Я уже научилась определять, кто едет на «ленточку», а кто — в тыл или штаб. Первые не любят говорить о том, что там видели и пережили, будто обжигаются от этой темы и кривят лицо. Вторые охотно рассказывают, как там все хорошо, и делятся впечатлениями. Те, кто на фронте, хотят говорить о мирных вещах, о совершенно обычных вещах, радуются туалетной бумаге, хорошему кофе и сну. Некоторые из них сильно пьют, очень громко слушают музыку в наушниках и кричат во сне, пугая весь вагон. Занятно наблюдать за реакцией других пассажиров.
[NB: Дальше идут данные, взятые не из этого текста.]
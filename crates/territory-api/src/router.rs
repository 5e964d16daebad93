//! Axum router construction for the history API.
//!
//! Assembles all routes into a single [`Router`] with CORS and request
//! tracing middleware.

use std::sync::Arc;

use axum::Router;
use axum::routing::{get, post};
use territory_history::HistoryStore;
use tower_http::cors::{Any, CorsLayer};
use tower_http::trace::TraceLayer;

use crate::handlers;
use crate::state::AppState;

/// Build the complete Axum router.
///
/// See the [`handlers`] module for the endpoint table. CORS allows any
/// origin so the map editor can be served from a different host during
/// development.
pub fn build_router<S: HistoryStore + 'static>(state: Arc<AppState<S>>) -> Router {
    let cors = CorsLayer::new()
        .allow_origin(Any)
        .allow_methods(Any)
        .allow_headers(Any);

    Router::new()
        .route("/health", get(handlers::health))
        // Areas
        .route("/api/areas", post(handlers::create_area::<S>))
        .route(
            "/api/areas/{area_id}",
            get(handlers::get_area::<S>).delete(handlers::delete_area::<S>),
        )
        // Change log
        .route(
            "/api/areas/{area_id}/changes",
            post(handlers::record_change::<S>),
        )
        .route(
            "/api/areas/{area_id}/changes/apply",
            post(handlers::apply_change::<S>),
        )
        .route("/api/areas/{area_id}/history", get(handlers::history::<S>))
        // Undo / redo
        .route("/api/areas/{area_id}/undo", post(handlers::undo::<S>))
        .route("/api/areas/{area_id}/redo", post(handlers::redo::<S>))
        .route(
            "/api/areas/{area_id}/undo-redo",
            get(handlers::undo_redo_status::<S>),
        )
        .route(
            "/api/areas/{area_id}/undo-redo/verify",
            get(handlers::verify_stack::<S>),
        )
        // Versions
        .route(
            "/api/areas/{area_id}/versions",
            get(handlers::list_versions::<S>).post(handlers::create_version::<S>),
        )
        .route(
            "/api/areas/{area_id}/versions/compare",
            get(handlers::compare_versions::<S>),
        )
        .route(
            "/api/areas/{area_id}/versions/{version_number}",
            get(handlers::get_version::<S>).delete(handlers::delete_version::<S>),
        )
        .route(
            "/api/areas/{area_id}/versions/{version_number}/restore",
            post(handlers::restore_version::<S>),
        )
        .layer(cors)
        .layer(TraceLayer::new_for_http())
        .with_state(state)
}
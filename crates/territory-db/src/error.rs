//! Error types for the data layer.
//!
//! All errors are propagated via [`DbError`] which wraps the underlying
//! [`sqlx`] errors with context about which row or document failed. At the
//! engine seam every [`DbError`] becomes a [`HistoryError`].

use territory_history::HistoryError;
use territory_types::PayloadError;

/// Errors that can occur in the data layer.
#[derive(Debug, thiserror::Error)]
pub enum DbError {
    /// A `PostgreSQL` operation failed.
    #[error("PostgreSQL error: {0}")]
    Postgres(#[from] sqlx::Error),

    /// A `PostgreSQL` migration failed.
    #[error("PostgreSQL migration error: {0}")]
    Migration(#[from] sqlx::migrate::MigrateError),

    /// A JSON column could not be encoded or decoded.
    #[error("Serialization error: {0}")]
    Serialization(#[from] serde_json::Error),

    /// A change record's documents do not form a valid payload.
    #[error("Change payload error: {0}")]
    Payload(#[from] PayloadError),

    /// A stored row holds a value the domain model rejects.
    #[error("Corrupt row: {0}")]
    Corrupt(String),

    /// A write targeted a row that does not exist.
    #[error("Missing row: {0}")]
    MissingRow(String),

    /// A configuration error.
    #[error("Configuration error: {0}")]
    Config(String),
}

impl From<DbError> for HistoryError {
    fn from(err: DbError) -> Self {
        match err {
            DbError::MissingRow(what) => Self::Inconsistent(what),
            other => Self::Persistence(other.to_string()),
        }
    }
}
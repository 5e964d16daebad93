//! Territory history server binary.
//!
//! Wires the history engine to a storage backend and serves the HTTP API.
//!
//! # Startup Sequence
//!
//! 1. Load configuration from `territory-config.yaml` (or `TERRITORY_CONFIG`)
//! 2. Initialize structured logging (tracing)
//! 3. Select the backend: `PostgreSQL` when a database URL is configured,
//!    the in-memory store otherwise
//! 4. Run pending migrations (`PostgreSQL` only, unless disabled)
//! 5. Serve the API until `Ctrl-C` or `SIGTERM`

mod config;

use std::path::PathBuf;
use std::sync::Arc;

use anyhow::Context as _;
use territory_api::{AppState, ServerConfig};
use territory_db::PostgresPool;
use territory_history::MemoryStore;
use tracing::{info, warn};
use tracing_subscriber::EnvFilter;

use crate::config::{LogFormat, LoggingConfig, ServiceConfig};

/// Default configuration file, relative to the working directory.
const DEFAULT_CONFIG_PATH: &str = "territory-config.yaml";

#[tokio::main]
async fn main() -> anyhow::Result<()> {
    // 1. Load configuration.
    let (config, config_path) = load_config()?;

    // 2. Initialize structured logging.
    init_tracing(&config.logging);
    info!(
        config_file = ?config_path,
        "territory-server starting"
    );

    let server = ServerConfig {
        host: config.server.host.clone(),
        port: config.server.port,
    };

    // 3-5. Select the backend and serve.
    match config.database.url.as_deref() {
        Some(url) => {
            let pool = PostgresPool::connect(&config.database.pool_config(url))
                .await
                .context("failed to connect to PostgreSQL")?;
            if config.database.run_migrations {
                pool.run_migrations()
                    .await
                    .context("failed to run database migrations")?;
            }
            info!(backend = "postgres", "Storage backend ready");

            let state = Arc::new(AppState::new(pool.store()));
            let served = territory_api::start_server(&server, state).await;
            pool.close().await;
            served.context("HTTP server failed")?;
        }
        None => {
            warn!("No database URL configured, history is kept in memory only");
            info!(backend = "memory", "Storage backend ready");

            let state = Arc::new(AppState::new(MemoryStore::new()));
            territory_api::start_server(&server, state)
                .await
                .context("HTTP server failed")?;
        }
    }

    info!("territory-server shutdown complete");
    Ok(())
}

/// Load the configuration file if present, otherwise defaults.
///
/// Returns the path that was read, if any.
fn load_config() -> anyhow::Result<(ServiceConfig, Option<PathBuf>)> {
    let path = std::env::var_os("TERRITORY_CONFIG")
        .map_or_else(|| PathBuf::from(DEFAULT_CONFIG_PATH), PathBuf::from);

    if path.exists() {
        let config = ServiceConfig::from_file(&path)
            .with_context(|| format!("failed to load {}", path.display()))?;
        Ok((config, Some(path)))
    } else {
        Ok((ServiceConfig::from_env()?, None))
    }
}

fn init_tracing(logging: &LoggingConfig) {
    let filter =
        EnvFilter::try_from_default_env().unwrap_or_else(|_| EnvFilter::new(&logging.level));
    let builder = tracing_subscriber::fmt()
        .with_env_filter(filter)
        .with_target(true);

    match logging.format {
        LogFormat::Json => builder.json().init(),
        LogFormat::Pretty => builder.init(),
    }
}
//! Operations on the `undo_redo_stacks` table.
//!
//! One row per area, with both stacks as `UUID[]` (bottom first). A
//! missing row reads as two empty stacks.

use sqlx::PgConnection;
use territory_history::UndoRedoStack;
use territory_types::{AreaId, ChangeId};
use uuid::Uuid;

use crate::error::DbError;

/// Load the area's stacks.
///
/// # Errors
///
/// Returns [`DbError::Postgres`] if the query fails.
pub async fn load(conn: &mut PgConnection, area_id: AreaId) -> Result<UndoRedoStack, DbError> {
    let row: Option<(Vec<Uuid>, Vec<Uuid>)> = sqlx::query_as(
        "SELECT undo_stack, redo_stack FROM undo_redo_stacks WHERE area_id = $1",
    )
    .bind(area_id.into_inner())
    .fetch_optional(&mut *conn)
    .await?;

    Ok(row.map_or_else(UndoRedoStack::default, |(undo, redo)| {
        UndoRedoStack::from_parts(
            undo.into_iter().map(ChangeId::from).collect(),
            redo.into_iter().map(ChangeId::from).collect(),
        )
    }))
}

/// Upsert the area's stacks.
///
/// # Errors
///
/// Returns [`DbError::Postgres`] if the upsert fails.
pub async fn save(
    conn: &mut PgConnection,
    area_id: AreaId,
    stack: &UndoRedoStack,
) -> Result<(), DbError> {
    let undo: Vec<Uuid> = stack.undo_ids().iter().copied().map(ChangeId::into_inner).collect();
    let redo: Vec<Uuid> = stack.redo_ids().iter().copied().map(ChangeId::into_inner).collect();

    sqlx::query(
        r"INSERT INTO undo_redo_stacks (area_id, undo_stack, redo_stack, updated_at)
          VALUES ($1, $2, $3, now())
          ON CONFLICT (area_id)
          DO UPDATE SET undo_stack = EXCLUDED.undo_stack,
                        redo_stack = EXCLUDED.redo_stack,
                        updated_at = now()",
    )
    .bind(area_id.into_inner())
    .bind(undo)
    .bind(redo)
    .execute(&mut *conn)
    .await?;
    Ok(())
}
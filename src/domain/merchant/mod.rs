//! Merchant module - credentials and call outcomes.

mod credentials;
mod outcome;
mod settlement;

pub use credentials::Credentials;
pub use outcome::Outcome;
pub use settlement::SettlementRange;
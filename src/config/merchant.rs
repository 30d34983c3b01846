//! Merchant credentials and API endpoint configuration

use secrecy::{ExposeSecret, SecretString};
use serde::Deserialize;

use super::error::ValidationError;

/// Merchant configuration (Paytrail)
#[derive(Debug, Clone, Deserialize)]
pub struct MerchantConfig {
    /// Merchant identifier
    pub id: String,

    /// Shared secret used to sign requests
    pub secret: SecretString,

    /// API origin, without trailing path
    #[serde(default = "default_api_url")]
    pub api_url: String,
}

impl MerchantConfig {
    /// Validate merchant configuration
    pub fn validate(&self) -> Result<(), ValidationError> {
        if self.id.trim().is_empty() {
            return Err(ValidationError::MissingRequired("MERCHANT__ID"));
        }
        if self.secret.expose_secret().is_empty() {
            return Err(ValidationError::MissingRequired("MERCHANT__SECRET"));
        }
        if !self.api_url.starts_with("https://") && !self.api_url.starts_with("http://") {
            return Err(ValidationError::InvalidApiUrl);
        }
        Ok(())
    }
}

fn default_api_url() -> String {
    crate::adapters::paytrail::DEFAULT_API_URL.to_string()
}
//! HTTP transport adapters.
//!
//! Implements the `MerchantTransport` port:
//! - `ReqwestTransport`: production transport over reqwest
//! - `MockTransport`: scripted transport for tests

mod mock_transport;
mod reqwest_transport;

pub use mock_transport::MockTransport;
pub use reqwest_transport::ReqwestTransport;
//! Adapters - Implementations of port interfaces.
//!
//! Adapters connect the domain to external systems:
//! - `paytrail` - Signed Merchant API client
//! - `transport` - HTTP transports (reqwest, scripted mock)

pub mod paytrail;
pub mod transport;

pub use paytrail::MerchantApi;
pub use transport::{MockTransport, ReqwestTransport};
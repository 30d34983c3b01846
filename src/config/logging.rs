//! Logging configuration

use serde::Deserialize;
use tracing_subscriber::EnvFilter;

use super::error::ValidationError;

/// Logging configuration
#[derive(Debug, Clone, Deserialize)]
pub struct LoggingConfig {
    /// Filter directive, used when `RUST_LOG` is unset
    #[serde(default = "default_level")]
    pub level: String,

    /// Output format
    #[serde(default)]
    pub format: LogFormat,
}

/// Log output format
#[derive(Debug, Clone, Copy, Deserialize, PartialEq, Eq, Default)]
#[serde(rename_all = "lowercase")]
pub enum LogFormat {
    #[default]
    Pretty,
    Json,
}

impl LoggingConfig {
    /// Validate logging configuration
    pub fn validate(&self) -> Result<(), ValidationError> {
        if EnvFilter::try_new(&self.level).is_err() {
            return Err(ValidationError::InvalidLogLevel);
        }
        Ok(())
    }
}

impl Default for LoggingConfig {
    fn default() -> Self {
        Self {
            level: default_level(),
            format: LogFormat::default(),
        }
    }
}

fn default_level() -> String {
    "info".to_string()
}
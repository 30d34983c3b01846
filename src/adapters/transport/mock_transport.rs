//! Mock transport for testing.
//!
//! Provides a scripted implementation of `MerchantTransport` for unit and
//! integration tests. Supports:
//! - Queued responses, returned in order
//! - Failure injection (no response received)
//! - Request capture for asserting on signed headers and bodies

use std::collections::VecDeque;
use std::sync::{Arc, Mutex};

use async_trait::async_trait;

use crate::ports::{MerchantTransport, OutgoingRequest, TransportError, TransportResponse};

/// Mock merchant transport.
///
/// Clones share state, so a test can keep one handle while the API under
/// test owns another.
///
/// # Example
///
/// ```ignore
/// let mock = MockTransport::new();
/// mock.push_response(TransportResponse::new(200, "hello"));
///
/// let api = MerchantApi::new(credentials, Arc::new(mock.clone()));
/// api.get_payment_details("1").await;
///
/// assert_eq!(mock.requests().len(), 1);
/// ```
#[derive(Debug, Clone, Default)]
pub struct MockTransport {
    inner: Arc<Mutex<MockState>>,
}

#[derive(Debug, Default)]
struct MockState {
    /// Scripted results, consumed front to back.
    results: VecDeque<Result<TransportResponse, TransportError>>,

    /// Every request sent, in order.
    requests: Vec<OutgoingRequest>,
}

impl MockTransport {
    /// Creates a mock with nothing queued.
    pub fn new() -> Self {
        Self::default()
    }

    /// Queues a response.
    pub fn push_response(&self, response: TransportResponse) {
        self.lock().results.push_back(Ok(response));
    }

    /// Queues a failure with no response.
    pub fn push_failure(&self, message: impl Into<String>) {
        self.lock()
            .results
            .push_back(Err(TransportError::new(message)));
    }

    /// Returns all captured requests.
    pub fn requests(&self) -> Vec<OutgoingRequest> {
        self.lock().requests.clone()
    }

    /// Returns the most recent request.
    pub fn last_request(&self) -> Option<OutgoingRequest> {
        self.lock().requests.last().cloned()
    }

    fn lock(&self) -> std::sync::MutexGuard<'_, MockState> {
        // A poisoned lock only means another test thread panicked.
        self.inner.lock().unwrap_or_else(|e| e.into_inner())
    }
}

#[async_trait]
impl MerchantTransport for MockTransport {
    async fn send(&self, request: OutgoingRequest) -> Result<TransportResponse, TransportError> {
        let mut state = self.lock();
        state.requests.push(request);
        state
            .results
            .pop_front()
            .unwrap_or_else(|| Err(TransportError::new("MockTransport: no response queued")))
    }
}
Большинство делает вид, что их не существует, происходит какое-то вытеснение. Только единицы подходят и начинают говорить о победах. Я такое видела всего дважды. Штабные или тыловые поддерживают такие разговоры, но у нас с ними никогда не складывается общение. А вот те, кто на «ленточке», кажется, больше ни во что не верят. Если они едут в отпуск, то хотят болтать о жизни. Те, кто едет на смерть, едут молча. Один военный признался, что они как бы хоронят себя заживо, отгораживая себя от жизни и хорошего, чтобы не соблазниться.